Я углубился в фотографии. Соседи по скамье с того края повысили голоса, или мне показалось. Они говорили, что вчера в метро то ли сам упал, то ли его столкнули, поди там разбери в толпе, упал и погиб мужчина. «Это-то сплошь и рядом, — говорили они. — Сейчас вообще есть такие препараты — капля на стакан, и за год истает, и никакое вскрытие не установит». Что и говорить, веселые у нас оказались соседи. Лина возвращалась, я встал ей навстречу.
— Идемте. А то тут вовсе как в детективе. Вы пригласили своих людей, они начинают с запугивания… говорят о нераскрытых убийствах.
— Валерины мотивы, — сказала Лина, даже не оглянувшись на скамью. — У него два бзика: древность славян и то, что за ним идут по пятам. Прямо Евгений, настигаемый Медным всадником. А уж древность славян! Боже мой, это от вас?
— Тут уж мы оба.
— Да откуда же он взял древность славян, когда в нем самом столько детской наивности?! Древность. Древность народа — это его зрелость, я так понимаю?
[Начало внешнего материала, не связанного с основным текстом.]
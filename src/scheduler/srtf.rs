use super::Scheduler;
use crate::core::{DsqId, Rank, SimCtx};

/// Preemptive shortest remaining time first.
///
/// The choice can only change when something arrives, so the winner keeps
/// the CPU until it finishes or the next arrival, whichever is sooner. Ties
/// on remaining time go to the earlier record.
pub struct SrtfScheduler {
    global_priq: DsqId,
}

impl Scheduler for SrtfScheduler {
    type Config = ();

    fn init(ctx: &mut SimCtx<'_>, _config: ()) -> Self {
        Self {
            global_priq: ctx.create_dsq_priq(),
        }
    }

    fn step(&mut self, ctx: &mut SimCtx<'_>) {
        for task in ctx.admit_arrivals() {
            let remaining = ctx.record(task).remaining;
            ctx.dsq_push_priq(self.global_priq, task, Rank::new(remaining, task));
        }

        let Some(task) = ctx.dsq_pop(self.global_priq) else {
            ctx.idle_until_next_arrival();
            return;
        };

        let remaining = ctx.record(task).remaining;
        let slice = match ctx.next_arrival() {
            Some(arrival) => remaining.min(arrival - ctx.now),
            None => remaining,
        };

        if !ctx.run(task, slice) {
            let remaining = ctx.record(task).remaining;
            ctx.dsq_push_priq(self.global_priq, task, Rank::new(remaining, task));
        }
    }
}
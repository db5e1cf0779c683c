use thiserror::Error;

use super::state::ProcessId;

#[derive(Error, Debug, Clone, PartialEq, Eq)]
pub enum SimError {
    #[error("invalid {policy} configuration: {reason}")]
    InvalidConfig {
        policy: &'static str,
        reason: String,
    },

    #[error("process set is empty")]
    EmptySet,

    #[error("process {id} was not reset before the run")]
    NotReset { id: ProcessId },

    #[error("invalid process {id}: {reason}")]
    InvalidProcess { id: ProcessId, reason: String },

    #[error("process set does not fit in the tick range")]
    TickOverflow,
}
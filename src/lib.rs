pub mod core;
pub mod scheduler;
pub mod sim;

pub use crate::core::{Owner, ProcessRecord, Segment, SimError, Timeline, TimelineBuilder};
pub use scheduler::{Algorithm, Scheduler};
pub use sim::{Process, Sim, SimOutcome, simulate};
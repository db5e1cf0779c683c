use log::debug;

use super::{
    observer::Observer,
    state::{ProcessRecord, SimCtx},
    timeline::Timeline,
};
use crate::scheduler::Scheduler;

pub struct SchedCore<'a, S: Scheduler> {
    pub ctx: SimCtx<'a>,
    pub scheduler: S,
    observer: Observer,
}

impl<'a, S: Scheduler> SchedCore<'a, S> {
    // Records must already be reset and sorted by (arrival, id); `simulate` is
    // the only caller that guarantees both.
    pub(crate) fn new(records: &'a mut [ProcessRecord], config: S::Config) -> Self {
        let mut ctx = SimCtx::new(records);
        let scheduler = S::init(&mut ctx, config);
        Self {
            ctx,
            scheduler,
            observer: Observer::new(),
        }
    }

    pub fn step(&mut self) {
        self.scheduler.step(&mut self.ctx);
        self.observer.observe(&self.ctx);
    }

    pub fn run_to_completion(mut self) -> Timeline {
        debug!("simulating {} processes", self.ctx.records.len());

        while !self.ctx.all_completed() {
            self.step();
        }

        let Self { ctx, observer, .. } = self;
        let (records, timeline) = ctx.into_parts();
        observer.verify_run(records, &timeline);

        debug!(
            "finished after {} steps, makespan {}",
            observer.steps(),
            timeline.makespan()
        );
        timeline
    }
}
А здесь наивность, то самое удивление, сотрудничество с природой, откуда, собственно искусство. Это греки! Я его греком и называла. Ох, серди-и-ился.
Тем временем мы вышли из сада, шли меж высоких каменных домов тихими переулками. Я все еще не решил, заходить ли к ней.
— Да, я хотела вытащить его отсюда, — заговорила Лина. — Хотела. И не скрываю. Какие у него здесь условия? Какие? Ои делает произведение, которое само по себе составит, например, славу заводу, на котором сделано. И тот же завод встречает Валеру как врага. Им же придется шевелиться, делать неординарные отливки, печь обжига маловата, тысяча причин, чтоб заставить его ползать на коленях, просить, да еще его же в конце вынудить отказаться от замысла или на будущее подстраиваться к ним. Как это понять? А худсоветы! Я долго на это смотрела, нет, говорю, Валерочка, тебя здесь заредактируют. Он уперся, вот снова к вопросу о древности, и, как ребенок упрямый, стал защищать порядки. «Мы идем через преодоление, отсюда наши достижения». И не мог не укусить; говорил, если у вас так просто творцам прекрасного, такое к ним внимание, так что ж эти творцы так мало прекрасного наработали.
— И взяли его паспорт?
— Да.
— И… и внушили симптомы болезни.
— Об этом не будем. При его мнительности он и грипп мог принять за раковую опухоль. И от этого бы я его избавила.
— От мнительности или от болезни?
— Вы следователем не работали?
— Он ведь, жалея вас, не обратился бы к вам за излечением.
— У него были и другие женщины. Их он мог не стесняться.